The installation, by the campaign group, Frack Off London, was in protest at the proposals that would allow some shale gas developments to bypass the local planning permission system.
This morning, 20 environmental organisations, including CPRE, Friends of the Earth, Greenpeace, RSPB and WWF, also demanded the government drop the proposals.
Ministers announced earlier this year that they wanted to treat non-fracking shale gas exploration as “permitted development”. This would mean companies no longer had to apply for planning permission to begin exploratory drilling for shale gas.
The government also said it wanted to classify major shale gas production schemes as a Nationally Significant Infrastructure Projects. This would take decisions away from local councils and give them to national government.
The model rig was assembled outside the Department of Business, Energy and Industrial Strategy in central London.
Lorraine Inglis, of Frack Off London, said:
“The idea that these proposals could be used to force the hugely unpopular and highly contentious fracking industry onto communities is an outrageous affront to local democracy. These changes could result in the industrialisation of our countryside and it is crucial that local councils and communities have the final say on whether this polluting industry is allowed into their local area or not.”

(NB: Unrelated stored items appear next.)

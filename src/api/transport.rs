use std::sync::Arc;

use anyhow::{Context, Result};
use async_trait::async_trait;
use reqwest::header::{HeaderMap, HeaderValue};
use serde_json::Value;

use super::error::ApiError;
use crate::storage::SessionStore;

#[derive(Debug, Clone, Copy, PartialEq, Eq)]
pub enum Method {
    Get,
    Post,
    Put,
    Delete,
}

impl Method {
    pub fn as_str(&self) -> &'static str {
        match self {
            Method::Get => "GET",
            Method::Post => "POST",
            Method::Put => "PUT",
            Method::Delete => "DELETE",
        }
    }
}

/// An outbound request, expressed independently of any HTTP library so
/// tests can substitute the transport.
#[derive(Debug, Clone)]
pub struct ApiRequest {
    pub method: Method,
    pub path: String,
    pub query: Vec<(String, String)>,
    pub body: Option<Value>,
}

impl ApiRequest {
    pub fn get(path: impl Into<String>) -> Self {
        Self {
            method: Method::Get,
            path: path.into(),
            query: Vec::new(),
            body: None,
        }
    }

    pub fn post(path: impl Into<String>, body: Value) -> Self {
        Self {
            method: Method::Post,
            path: path.into(),
            query: Vec::new(),
            body: Some(body),
        }
    }

    pub fn put(path: impl Into<String>, body: Value) -> Self {
        Self {
            method: Method::Put,
            path: path.into(),
            query: Vec::new(),
            body: Some(body),
        }
    }

    pub fn delete(path: impl Into<String>) -> Self {
        Self {
            method: Method::Delete,
            path: path.into(),
            query: Vec::new(),
            body: None,
        }
    }

    pub fn with_query(mut self, query: Vec<(String, String)>) -> Self {
        self.query = query;
        self
    }
}

#[derive(Debug, Clone)]
pub struct ApiResponse {
    pub status: u16,
    pub body: Vec<u8>,
}

impl ApiResponse {
    pub fn is_success(&self) -> bool {
        (200..300).contains(&self.status)
    }

    /// Parse the body as JSON. An empty body parses as `null`.
    pub fn json(&self) -> Result<Value, ApiError> {
        if self.body.is_empty() {
            return Ok(Value::Null);
        }
        serde_json::from_slice(&self.body)
            .map_err(|e| ApiError::Malformed(format!("invalid JSON body: {}", e)))
    }
}

#[async_trait]
pub trait Transport: Send + Sync {
    async fn execute(&self, request: ApiRequest) -> Result<ApiResponse, ApiError>;
}

/// Production transport over reqwest. Attaches a bearer token from the
/// session store when one is present.
pub struct HttpTransport {
    client: reqwest::Client,
    base_url: String,
    session: Arc<SessionStore>,
}

impl HttpTransport {
    pub fn new(base_url: impl Into<String>, session: Arc<SessionStore>) -> Result<Self> {
        let mut headers = HeaderMap::new();
        headers.insert("Accept", HeaderValue::from_static("application/json"));

        let client = reqwest::Client::builder()
            .default_headers(headers)
            .user_agent("aurelane-client")
            .build()
            .context("Failed to create HTTP client")?;

        Ok(Self {
            client,
            base_url: base_url.into().trim_end_matches('/').to_string(),
            session,
        })
    }
}

#[async_trait]
impl Transport for HttpTransport {
    async fn execute(&self, request: ApiRequest) -> Result<ApiResponse, ApiError> {
        let url = format!("{}{}", self.base_url, request.path);

        tracing::debug!("{} {}", request.method.as_str(), url);

        let mut builder = match request.method {
            Method::Get => self.client.get(&url),
            Method::Post => self.client.post(&url),
            Method::Put => self.client.put(&url),
            Method::Delete => self.client.delete(&url),
        };

        if !request.query.is_empty() {
            builder = builder.query(&request.query);
        }
        if let Some(ref body) = request.body {
            builder = builder.json(body);
        }
        if let Some(token) = self.session.token() {
            builder = builder.bearer_auth(token);
        }

        let response = builder
            .send()
            .await
            .map_err(|e| ApiError::Network(e.to_string()))?;

        let status = response.status().as_u16();
        let body = response
            .bytes()
            .await
            .map_err(|e| ApiError::Network(e.to_string()))?
            .to_vec();

        tracing::debug!("{} {} -> {}", request.method.as_str(), url, status);

        Ok(ApiResponse { status, body })
    }
}

/// Map a non-success response to the right error kind: field-level
/// validation errors when the body carries them, otherwise the server's
/// top-level message.
pub(crate) fn status_error(status: u16, body: &Value) -> ApiError {
    if let Some(fields) = validation_fields(body) {
        if !fields.is_empty() {
            return ApiError::Validation { status, fields };
        }
    }

    let message = body
        .get("message")
        .or_else(|| body.get("error"))
        .and_then(Value::as_str)
        .map(str::to_string)
        .unwrap_or_else(|| format!("Request failed with status {}", status));

    ApiError::Server { status, message }
}

/// Backends report validation failures either as an array of
/// `{path, message}` objects or as a `{field: message}` map.
fn validation_fields(body: &Value) -> Option<Vec<(String, String)>> {
    let errors = body.get("errors")?;

    if let Some(list) = errors.as_array() {
        return Some(
            list.iter()
                .filter_map(|item| {
                    let path = item.get("path").or_else(|| item.get("field"))?.as_str()?;
                    let message = item.get("message")?.as_str()?;
                    Some((path.to_string(), message.to_string()))
                })
                .collect(),
        );
    }

    if let Some(map) = errors.as_object() {
        return Some(
            map.iter()
                .filter_map(|(field, message)| {
                    Some((field.clone(), message.as_str()?.to_string()))
                })
                .collect(),
        );
    }

    None
}

#[cfg(test)]
mod tests {
    use super::*;
    use serde_json::json;

    #[test]
    fn test_status_error_maps_error_array() {
        let body = json!({
            "errors": [
                {"path": "pincode", "message": "must be 6 digits"},
                {"path": "phone", "message": "required"}
            ]
        });
        match status_error(400, &body) {
            ApiError::Validation { status, fields } => {
                assert_eq!(status, 400);
                assert_eq!(fields[0].0, "pincode");
                assert_eq!(fields[1].1, "required");
            }
            other => panic!("expected validation error, got {:?}", other),
        }
    }

    #[test]
    fn test_status_error_maps_error_map() {
        let body = json!({"errors": {"email": "already registered"}});
        match status_error(409, &body) {
            ApiError::Validation { fields, .. } => {
                assert_eq!(fields, vec![("email".to_string(), "already registered".to_string())]);
            }
            other => panic!("expected validation error, got {:?}", other),
        }
    }

    #[test]
    fn test_status_error_falls_back_to_message() {
        let body = json!({"message": "gem not found"});
        match status_error(404, &body) {
            ApiError::Server { status, message } => {
                assert_eq!(status, 404);
                assert_eq!(message, "gem not found");
            }
            other => panic!("expected server error, got {:?}", other),
        }
    }

    #[test]
    fn test_status_error_without_body_detail() {
        match status_error(502, &Value::Null) {
            ApiError::Server { message, .. } => assert!(message.contains("502")),
            other => panic!("expected server error, got {:?}", other),
        }
    }

    #[test]
    fn test_empty_body_parses_as_null() {
        let response = ApiResponse {
            status: 204,
            body: Vec::new(),
        };
        assert_eq!(response.json().unwrap(), Value::Null);
    }
}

Sebastian Kelly, Let Communities Decide campaigner at 350.org, said:
“These proposals represent a desperate attempt to force a failing industry onto communities. Local people understand the risks posed by fracking to the health of their families, countryside and the climate, and must be able to influence the planning process to express these concerns. The Government must listen to the growing concerns from locals, Councillors and MPs and immediately drop these undemocratic and reckless proposals.”
“Perversion of local democracy”
In an open letter, published today in the Daily Telegraph, heads of 20 environmental organisations said the proposals, if approved, would “be as shocking as they would be harmful”:
“These plans would disregard the wishes of local communities, remove decision making powers from local councils and strip the requirement for fracking companies to apply for planning permission for shale gas exploration.”
The letter said the proposals would be “a complete perversion of local democracy, and will undermine the fundamental principles of our planning system”.
“Now we, the voice of the environmental sector, are calling on the government to drop its proposals that risk opening the door to fracking on an industrial scale, and threaten the health and tranquillity of our green and pleasant land. Far from removing local people’s voices from the discussion, it is imperative that they are given the opportunity to have their say.”
Crispin Truman, chief executive officer at the Campaign to Protect Rural England, said:
“We have a Government policy full of contradictions. It makes ‘commitments’ to cut carbon emissions, to conserve and enhance the beauty of our natural environment and also to champion localism. Yet they attempt to impose on us a new industry that extracts carbon-emitting fossil fuels, that will industrialise the countryside against the wishes of local communities and deny those same communities the opportunity to reject any subsequent fracking proposals.
“To fast-track fracking through the planning system, as these proposals aim to do, is a ruthless subversion of local democracy. It is imperative that the Government heeds the warnings from this coalition of environmental groups, as well as those MPs pushing back against the plans from all political parties. The proposals are quite simply unacceptable and must be dropped immediately.”